Every line containing "conn" should be copied out. Go through the entries and find them.

Records from a data source
▼▼▼

//! Local SNMP engine identity (RFC 3411) and USM statistics.
//!
//! The authoritative engine carries three values used for v3 replay
//! protection: `engineID` (opaque identity), `engineBoots` (count of
//! restarts, persisted across them), and `engineTime` (seconds since the
//! current boot, derived from a monotonic clock).
//!
//! `engineBoots` is written to a small state file before the agent starts
//! accepting requests, so a restart observed by peers always carries a
//! higher boot count.

use std::io;
use std::path::{Path, PathBuf};
use std::sync::atomic::{AtomicU32, Ordering};
use std::time::Instant;

use crate::oid::Oid;

/// Time window in seconds (RFC 3414 Section 2.2.3).
pub const TIME_WINDOW: u32 = 150;

/// Maximum valid snmpEngineTime value (RFC 3414 Section 2.2.1).
///
/// snmpEngineTime is a 31-bit value; on reaching the maximum the engine
/// should reset it to zero and increment snmpEngineBoots.
pub const MAX_ENGINE_TIME: u32 = 2147483647;

/// usmStats OIDs placed in Report PDUs (RFC 3414 Section 5).
pub mod report_oids {
    use crate::Oid;
    use crate::oid;

    /// 1.3.6.1.6.3.15.1.1.1.0 - usmStatsUnsupportedSecLevels
    pub fn unsupported_sec_levels() -> Oid {
        oid!(1, 3, 6, 1, 6, 3, 15, 1, 1, 1, 0)
    }

    /// 1.3.6.1.6.3.15.1.1.2.0 - usmStatsNotInTimeWindows
    pub fn not_in_time_windows() -> Oid {
        oid!(1, 3, 6, 1, 6, 3, 15, 1, 1, 2, 0)
    }

    /// 1.3.6.1.6.3.15.1.1.3.0 - usmStatsUnknownUserNames
    pub fn unknown_user_names() -> Oid {
        oid!(1, 3, 6, 1, 6, 3, 15, 1, 1, 3, 0)
    }

    /// 1.3.6.1.6.3.15.1.1.4.0 - usmStatsUnknownEngineIDs
    pub fn unknown_engine_ids() -> Oid {
        oid!(1, 3, 6, 1, 6, 3, 15, 1, 1, 4, 0)
    }

    /// 1.3.6.1.6.3.15.1.1.5.0 - usmStatsWrongDigests
    pub fn wrong_digests() -> Oid {
        oid!(1, 3, 6, 1, 6, 3, 15, 1, 1, 5, 0)
    }

    /// 1.3.6.1.6.3.15.1.1.6.0 - usmStatsDecryptionErrors
    pub fn decryption_errors() -> Oid {
        oid!(1, 3, 6, 1, 6, 3, 15, 1, 1, 6, 0)
    }
}

/// usmStats failure counters (RFC 3414 Section 5).
///
/// Every v3 security failure increments exactly one of these; the Report
/// PDU signalling the failure carries the live counter value.
#[derive(Debug, Default)]
pub struct UsmStats {
    pub unsupported_sec_levels: AtomicU32,
    pub not_in_time_windows: AtomicU32,
    pub unknown_user_names: AtomicU32,
    pub unknown_engine_ids: AtomicU32,
    pub wrong_digests: AtomicU32,
    pub decryption_errors: AtomicU32,
}

impl UsmStats {
    /// Create zeroed counters.
    pub fn new() -> Self {
        Self::default()
    }

    /// Increment the counter behind a report OID and return the new value.
    pub fn increment_for(&self, report_oid: &Oid) -> u32 {
        self.counter_for(report_oid)
            .map(|c| c.fetch_add(1, Ordering::Relaxed) + 1)
            .unwrap_or(0)
    }

    /// Read the counter behind a report OID.
    pub fn value_for(&self, report_oid: &Oid) -> u32 {
        self.counter_for(report_oid)
            .map(|c| c.load(Ordering::Relaxed))
            .unwrap_or(0)
    }

    fn counter_for(&self, report_oid: &Oid) -> Option<&AtomicU32> {
        // usmStats scalars share the prefix 1.3.6.1.6.3.15.1.1.<n>.0
        let arcs = report_oid.arcs();
        if arcs.len() != 11 || !report_oid.starts_with(&crate::oid!(1, 3, 6, 1, 6, 3, 15, 1, 1)) {
            return None;
        }
        match arcs[9] {
            1 => Some(&self.unsupported_sec_levels),
            2 => Some(&self.not_in_time_windows),
            3 => Some(&self.unknown_user_names),
            4 => Some(&self.unknown_engine_ids),
            5 => Some(&self.wrong_digests),
            6 => Some(&self.decryption_errors),
            _ => None,
        }
    }
}

/// The agent's authoritative engine identity.
#[derive(Debug)]
pub struct LocalEngine {
    engine_id: Vec<u8>,
    boots: u32,
    started: Instant,
    state_path: Option<PathBuf>,
}

impl LocalEngine {
    /// Open the engine identity, persisting the incremented boot counter.
    ///
    /// Loads `{boots, engineID}` from `state_path` when present, increments
    /// boots, and rewrites the file before returning. A missing or invalid
    /// file produces a fresh engine ID and boots = 1.
    pub fn open(state_path: impl Into<PathBuf>) -> io::Result<Self> {
        let state_path = state_path.into();
        let (prev_boots, engine_id) = match read_state_file(&state_path) {
            Some(state) => state,
            None => (0, generate_engine_id()),
        };

        let boots = prev_boots.saturating_add(1).min(MAX_ENGINE_TIME);
        write_state_file(&state_path, boots, &engine_id)?;

        Ok(Self {
            engine_id,
            boots,
            started: Instant::now(),
            state_path: Some(state_path),
        })
    }

    /// Create an ephemeral engine (no persistence), mainly for tests.
    pub fn ephemeral() -> Self {
        Self {
            engine_id: generate_engine_id(),
            boots: 1,
            started: Instant::now(),
            state_path: None,
        }
    }

    /// Create an engine with a fixed ID and no persistence.
    pub fn with_engine_id(engine_id: impl Into<Vec<u8>>) -> Self {
        Self {
            engine_id: engine_id.into(),
            boots: 1,
            started: Instant::now(),
            state_path: None,
        }
    }

    /// The engine ID (RFC 3411 SnmpEngineID format).
    pub fn engine_id(&self) -> &[u8] {
        &self.engine_id
    }

    /// The boot counter for this process lifetime.
    pub fn boots(&self) -> u32 {
        self.boots
    }

    /// Seconds since this engine instance started, capped per RFC 3414.
    pub fn time(&self) -> u32 {
        (self.started.elapsed().as_secs() as u32).min(MAX_ENGINE_TIME)
    }

    /// Path of the persistence file, if any.
    pub fn state_path(&self) -> Option<&Path> {
        self.state_path.as_deref()
    }

    /// Check an incoming message against the local time window
    /// (RFC 3414 Section 3.2 Step 7a).
    ///
    /// Fails closed when local boots is latched at the maximum; otherwise
    /// boots must match and the time difference must be within 150 seconds.
    pub fn in_time_window(&self, msg_boots: u32, msg_time: u32) -> bool {
        if self.boots == MAX_ENGINE_TIME {
            return false;
        }

        if msg_boots != self.boots {
            return false;
        }

        msg_time.abs_diff(self.time()) <= TIME_WINDOW
    }
}

/// Generate an engine ID in RFC 3411 enterprise format.
///
/// Layout: 4 bytes of enterprise number with the high bit set (format
/// indicator), 1 format octet (4 = administratively assigned text), then
/// the host name (falling back to random bytes when unavailable).
fn generate_engine_id() -> Vec<u8> {
    // net-snmp's enterprise number, the conventional default
    const ENTERPRISE: u32 = 8072;

    let mut id = (0x8000_0000u32 | ENTERPRISE).to_be_bytes().to_vec();
    id.push(0x04); // administratively assigned text

    let host = std::env::var("HOSTNAME").unwrap_or_default();
    if host.is_empty() {
        let mut random = [0u8; 8];
        getrandom::fill(&mut random).expect("getrandom failed");
        id.extend_from_slice(&random);
    } else {
        // SnmpEngineID is capped at 32 octets
        id.extend_from_slice(&host.as_bytes()[..host.len().min(27)]);
    }

    id
}

fn read_state_file(path: &Path) -> Option<(u32, Vec<u8>)> {
    let content = std::fs::read_to_string(path).ok()?;
    let mut lines = content.lines();

    let boots: u32 = lines.next()?.trim().parse().ok()?;
    let id_hex = lines.next()?.trim();
    let engine_id = decode_hex(id_hex)?;
    if engine_id.is_empty() {
        return None;
    }

    Some((boots, engine_id))
}

fn write_state_file(path: &Path, boots: u32, engine_id: &[u8]) -> io::Result<()> {
    if let Some(parent) = path.parent()
        && !parent.as_os_str().is_empty()
    {
        std::fs::create_dir_all(parent)?;
    }
    let content = format!("{}\n{}\n", boots, crate::util::encode_hex(engine_id));
    std::fs::write(path, content)
}

fn decode_hex(s: &str) -> Option<Vec<u8>> {
    if !s.len().is_multiple_of(2) {
        return None;
    }
    (0..s.len())
        .step_by(2)
        .map(|i| u8::from_str_radix(&s[i..i + 2], 16).ok())
        .collect()
}
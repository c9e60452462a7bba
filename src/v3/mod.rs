//! SNMPv3 User-based Security Model (RFC 3414, RFC 7860).
//!
//! - USM security parameters encoding/decoding
//! - Key localization (password-to-key derivation)
//! - Authentication (HMAC-MD5-96, HMAC-SHA-96, HMAC-SHA-224/256/384/512)
//! - Privacy (DES-CBC, AES-128/192/256-CFB)
//! - The local engine identity (ID, boots, time) and its persistence
//! - The agent's user table

pub mod auth;
pub mod engine;
pub mod privacy;
pub mod usm;
pub mod users;

pub use auth::LocalizedKey;
pub use engine::{LocalEngine, MAX_ENGINE_TIME, TIME_WINDOW, UsmStats, report_oids};
pub use privacy::{PrivKey, SaltCounter};
pub use users::{UsmUser, UsmUserTable};
pub use usm::UsmSecurityParams;

/// Error returned when parsing a protocol name fails.
#[derive(Debug, Clone, PartialEq, Eq)]
pub struct ParseProtocolError {
    input: String,
    kind: ProtocolKind,
}

#[derive(Debug, Clone, Copy, PartialEq, Eq)]
enum ProtocolKind {
    Auth,
    Priv,
}

impl std::fmt::Display for ParseProtocolError {
    fn fmt(&self, f: &mut std::fmt::Formatter<'_>) -> std::fmt::Result {
        match self.kind {
            ProtocolKind::Auth => write!(
                f,
                "unknown authentication protocol '{}'; expected one of: MD5, SHA, SHA-224, SHA-256, SHA-384, SHA-512",
                self.input
            ),
            ProtocolKind::Priv => write!(
                f,
                "unknown privacy protocol '{}'; expected one of: DES, AES, AES-128, AES-192, AES-256",
                self.input
            ),
        }
    }
}

impl std::error::Error for ParseProtocolError {}

/// Authentication protocol identifiers.
#[derive(Debug, Clone, Copy, PartialEq, Eq)]
#[cfg_attr(feature = "serde", derive(serde::Serialize, serde::Deserialize))]
pub enum AuthProtocol {
    /// HMAC-MD5-96 (RFC 3414)
    Md5,
    /// HMAC-SHA-96 (RFC 3414)
    Sha1,
    /// HMAC-SHA-224 (RFC 7860)
    Sha224,
    /// HMAC-SHA-256 (RFC 7860)
    Sha256,
    /// HMAC-SHA-384 (RFC 7860)
    Sha384,
    /// HMAC-SHA-512 (RFC 7860)
    Sha512,
}

impl std::fmt::Display for AuthProtocol {
    fn fmt(&self, f: &mut std::fmt::Formatter<'_>) -> std::fmt::Result {
        match self {
            Self::Md5 => write!(f, "MD5"),
            Self::Sha1 => write!(f, "SHA"),
            Self::Sha224 => write!(f, "SHA-224"),
            Self::Sha256 => write!(f, "SHA-256"),
            Self::Sha384 => write!(f, "SHA-384"),
            Self::Sha512 => write!(f, "SHA-512"),
        }
    }
}

impl std::str::FromStr for AuthProtocol {
    type Err = ParseProtocolError;

    fn from_str(s: &str) -> Result<Self, Self::Err> {
        match s.to_ascii_uppercase().as_str() {
            "MD5" => Ok(Self::Md5),
            "SHA" | "SHA1" | "SHA-1" => Ok(Self::Sha1),
            "SHA224" | "SHA-224" => Ok(Self::Sha224),
            "SHA256" | "SHA-256" => Ok(Self::Sha256),
            "SHA384" | "SHA-384" => Ok(Self::Sha384),
            "SHA512" | "SHA-512" => Ok(Self::Sha512),
            _ => Err(ParseProtocolError {
                input: s.to_string(),
                kind: ProtocolKind::Auth,
            }),
        }
    }
}

impl AuthProtocol {
    /// Digest output length in bytes.
    ///
    /// Also the key length produced by the localization algorithm, which
    /// bounds the privacy protocols this auth protocol can pair with.
    pub fn digest_len(self) -> usize {
        match self {
            Self::Md5 => 16,
            Self::Sha1 => 20,
            Self::Sha224 => 28,
            Self::Sha256 => 32,
            Self::Sha384 => 48,
            Self::Sha512 => 64,
        }
    }

    /// Truncated MAC length placed in msgAuthenticationParameters.
    pub fn mac_len(self) -> usize {
        match self {
            Self::Md5 | Self::Sha1 => 12, // HMAC-96
            Self::Sha224 => 16,           // RFC 7860
            Self::Sha256 => 24,
            Self::Sha384 => 32,
            Self::Sha512 => 48,
        }
    }

    /// Check if this auth protocol produces sufficient key material for
    /// the given privacy protocol.
    ///
    /// Privacy keys are derived from the localized authentication key:
    /// DES and AES-128 need 16 bytes (any auth protocol), AES-192 needs
    /// SHA-224+, AES-256 needs SHA-256+.
    pub fn is_compatible_with(self, priv_protocol: PrivProtocol) -> bool {
        self.digest_len() >= priv_protocol.key_len()
    }
}

/// Privacy protocol identifiers.
#[derive(Debug, Clone, Copy, PartialEq, Eq)]
#[cfg_attr(feature = "serde", derive(serde::Serialize, serde::Deserialize))]
pub enum PrivProtocol {
    /// DES-CBC (RFC 3414)
    Des,
    /// AES-128-CFB (RFC 3826)
    Aes128,
    /// AES-192-CFB (RFC 3826)
    Aes192,
    /// AES-256-CFB (RFC 3826)
    Aes256,
}

impl std::fmt::Display for PrivProtocol {
    fn fmt(&self, f: &mut std::fmt::Formatter<'_>) -> std::fmt::Result {
        match self {
            Self::Des => write!(f, "DES"),
            Self::Aes128 => write!(f, "AES"),
            Self::Aes192 => write!(f, "AES-192"),
            Self::Aes256 => write!(f, "AES-256"),
        }
    }
}

impl std::str::FromStr for PrivProtocol {
    type Err = ParseProtocolError;

    fn from_str(s: &str) -> Result<Self, Self::Err> {
        match s.to_ascii_uppercase().as_str() {
            "DES" => Ok(Self::Des),
            "AES" | "AES128" | "AES-128" => Ok(Self::Aes128),
            "AES192" | "AES-192" => Ok(Self::Aes192),
            "AES256" | "AES-256" => Ok(Self::Aes256),
            _ => Err(ParseProtocolError {
                input: s.to_string(),
                kind: ProtocolKind::Priv,
            }),
        }
    }
}

impl PrivProtocol {
    /// Required key length in bytes.
    pub fn key_len(self) -> usize {
        match self {
            Self::Des => 16, // 8 key + 8 pre-IV
            Self::Aes128 => 16,
            Self::Aes192 => 24,
            Self::Aes256 => 32,
        }
    }

    /// Salt (privParameters) length in bytes.
    pub fn salt_len(self) -> usize {
        8 // All protocols use an 8-byte salt
    }
}

#[cfg(test)]
mod tests {
    use super::*;

    #[test]
    fn test_auth_protocol_lengths() {
        assert_eq!(AuthProtocol::Md5.digest_len(), 16);
        assert_eq!(AuthProtocol::Sha1.digest_len(), 20);
        assert_eq!(AuthProtocol::Sha256.digest_len(), 32);
        assert_eq!(AuthProtocol::Sha512.digest_len(), 64);

        assert_eq!(AuthProtocol::Md5.mac_len(), 12);
        assert_eq!(AuthProtocol::Sha1.mac_len(), 12);
        assert_eq!(AuthProtocol::Sha224.mac_len(), 16);
        assert_eq!(AuthProtocol::Sha256.mac_len(), 24);
        assert_eq!(AuthProtocol::Sha384.mac_len(), 32);
        assert_eq!(AuthProtocol::Sha512.mac_len(), 48);
    }

    #[test]
    fn test_auth_priv_compatibility() {
        // All auth protocols cover DES and AES-128 (16 bytes)
        assert!(AuthProtocol::Md5.is_compatible_with(PrivProtocol::Des));
        assert!(AuthProtocol::Md5.is_compatible_with(PrivProtocol::Aes128));

        // AES-192 needs 24 bytes
        assert!(!AuthProtocol::Md5.is_compatible_with(PrivProtocol::Aes192));
        assert!(!AuthProtocol::Sha1.is_compatible_with(PrivProtocol::Aes192));
        assert!(AuthProtocol::Sha224.is_compatible_with(PrivProtocol::Aes192));

        // AES-256 needs 32 bytes
        assert!(!AuthProtocol::Sha224.is_compatible_with(PrivProtocol::Aes256));
        assert!(AuthProtocol::Sha256.is_compatible_with(PrivProtocol::Aes256));
        assert!(AuthProtocol::Sha512.is_compatible_with(PrivProtocol::Aes256));
    }

    #[test]
    fn test_protocol_from_str() {
        assert_eq!("MD5".parse::<AuthProtocol>().unwrap(), AuthProtocol::Md5);
        assert_eq!("sha1".parse::<AuthProtocol>().unwrap(), AuthProtocol::Sha1);
        assert_eq!(
            "SHA-256".parse::<AuthProtocol>().unwrap(),
            AuthProtocol::Sha256
        );
        assert!("bogus".parse::<AuthProtocol>().is_err());

        assert_eq!("DES".parse::<PrivProtocol>().unwrap(), PrivProtocol::Des);
        assert_eq!("aes".parse::<PrivProtocol>().unwrap(), PrivProtocol::Aes128);
        assert_eq!(
            "AES-256".parse::<PrivProtocol>().unwrap(),
            PrivProtocol::Aes256
        );
        assert!("bogus".parse::<PrivProtocol>().is_err());
    }

    #[test]
    fn test_parse_protocol_error_display() {
        let err = "bogus".parse::<AuthProtocol>().unwrap_err();
        assert!(err.to_string().contains("bogus"));
        assert!(err.to_string().contains("authentication protocol"));

        let err = "bogus".parse::<PrivProtocol>().unwrap_err();
        assert!(err.to_string().contains("privacy protocol"));
    }
}
use std::path::{Path, PathBuf};

use anyhow::{Context, Result};
use chrono::{DateTime, TimeZone};
use serde::Deserialize;

use crate::amount;
use crate::db;
use crate::extract::reconcile::Reconciled;
use crate::sheet;

/// Output column headers, in order.
pub const COLUMNS: [&str; 5] = ["项目标题", "中标单位", "中标金额", "发布日期", "源链接"];

#[derive(Debug, Clone, Copy, PartialEq, Eq, Deserialize, clap::ValueEnum)]
#[serde(rename_all = "lowercase")]
pub enum OutputFormat {
    Xlsx,
    Sqlite,
}

impl OutputFormat {
    pub fn extension(self) -> &'static str {
        match self {
            OutputFormat::Xlsx => "xlsx",
            OutputFormat::Sqlite => "sqlite",
        }
    }
}

/// One output row.
#[derive(Debug, Clone, PartialEq)]
pub struct FinalRecord {
    pub title: String,
    pub winner: Option<String>,
    pub amount: f64,
    pub date: String,
    pub url: String,
}

impl From<Reconciled> for FinalRecord {
    fn from(r: Reconciled) -> Self {
        Self {
            amount: amount::normalize(r.amount.as_deref()),
            title: r.title,
            winner: r.winner,
            date: r.date,
            url: r.url,
        }
    }
}

/// `<dir>/award_results_<YYYYmmdd_HHMMSS>.<ext>`
pub fn output_path<Tz: TimeZone>(dir: &Path, format: OutputFormat, at: &DateTime<Tz>) -> PathBuf
where
    Tz::Offset: std::fmt::Display,
{
    dir.join(format!(
        "award_results_{}.{}",
        at.format("%Y%m%d_%H%M%S"),
        format.extension()
    ))
}

/// Write all rows in one go. Blocking.
pub fn write(path: &Path, format: OutputFormat, records: &[FinalRecord]) -> Result<()> {
    if let Some(dir) = path.parent().filter(|d| !d.as_os_str().is_empty()) {
        std::fs::create_dir_all(dir)
            .with_context(|| format!("Failed to create output directory {}", dir.display()))?;
    }
    let written = match format {
        OutputFormat::Xlsx => sheet::write_workbook(path, records),
        OutputFormat::Sqlite => {
            let conn = db::open(path)?;
            db::init_schema(&conn)?;
            db::save_records(&conn, records)?;
            Ok(())
        }
    };
    written.with_context(|| format!("Failed to write {}", path.display()))
}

▲▲▲

- **COMPLETED EXERCISE**:
            let conn = db::open(path)?;
            db::init_schema(&conn)?;
            db::save_records(&conn, records)?;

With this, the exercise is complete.